### ACTIVITY:
Pull every line containing "Light" from the listing.

### DATA TO EXAMINE:
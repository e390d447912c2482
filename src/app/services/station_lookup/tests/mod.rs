//! Tests for station lookup

pub mod geo_tests;

use crate::app::models::{NormalizedStation, StationId, StationObservation, Theme};
use crate::app::services::station_normalizer::normalize;

/// Create a raw observation with a name and nothing else of interest
pub fn create_named_observation(id: i64, name: &str) -> StationObservation {
    StationObservation::new(Some(StationId::Number(id)), name, Some(20.0))
}

/// Normalize observations without reordering or truncating them away
pub fn create_normalized_stations(observations: &[StationObservation]) -> Vec<NormalizedStation> {
    use crate::app::services::station_normalizer::StationNormalizer;
    use crate::config::{NormalizerConfig, RankingPolicy};

    let config = NormalizerConfig {
        max_items: observations.len().max(1),
        ranking: RankingPolicy::TrustUpstream,
    };
    StationNormalizer::new(config, Theme::Light).normalize(observations)
}

/// Same, sorted by temperature with the default settings
pub fn create_ranked_stations(observations: &[StationObservation]) -> Vec<NormalizedStation> {
    normalize(observations, observations.len().max(1), Theme::Light)
}
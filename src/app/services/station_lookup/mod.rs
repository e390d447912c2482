//! Station lookup and selection
//!
//! This module locates individual stations for the featured dashboard card and
//! selects the stations that can be drawn on the map.
//!
//! - [`name_match`] - Priority-ordered name search
//! - [`geo`] - Map marker selection and bounding-box queries

pub mod geo;
pub mod name_match;

#[cfg(test)]
pub mod tests;

pub use geo::{BoundingBox, find_stations_in_region, map_markers};
pub use name_match::{MatchRule, StationName, find_station_by_name, match_station_by_name};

### EXPECTED ANSWER:
    StationNormalizer::new(config, Theme::Light).normalize(observations)
    normalize(observations, observations.len().max(1), Theme::Light)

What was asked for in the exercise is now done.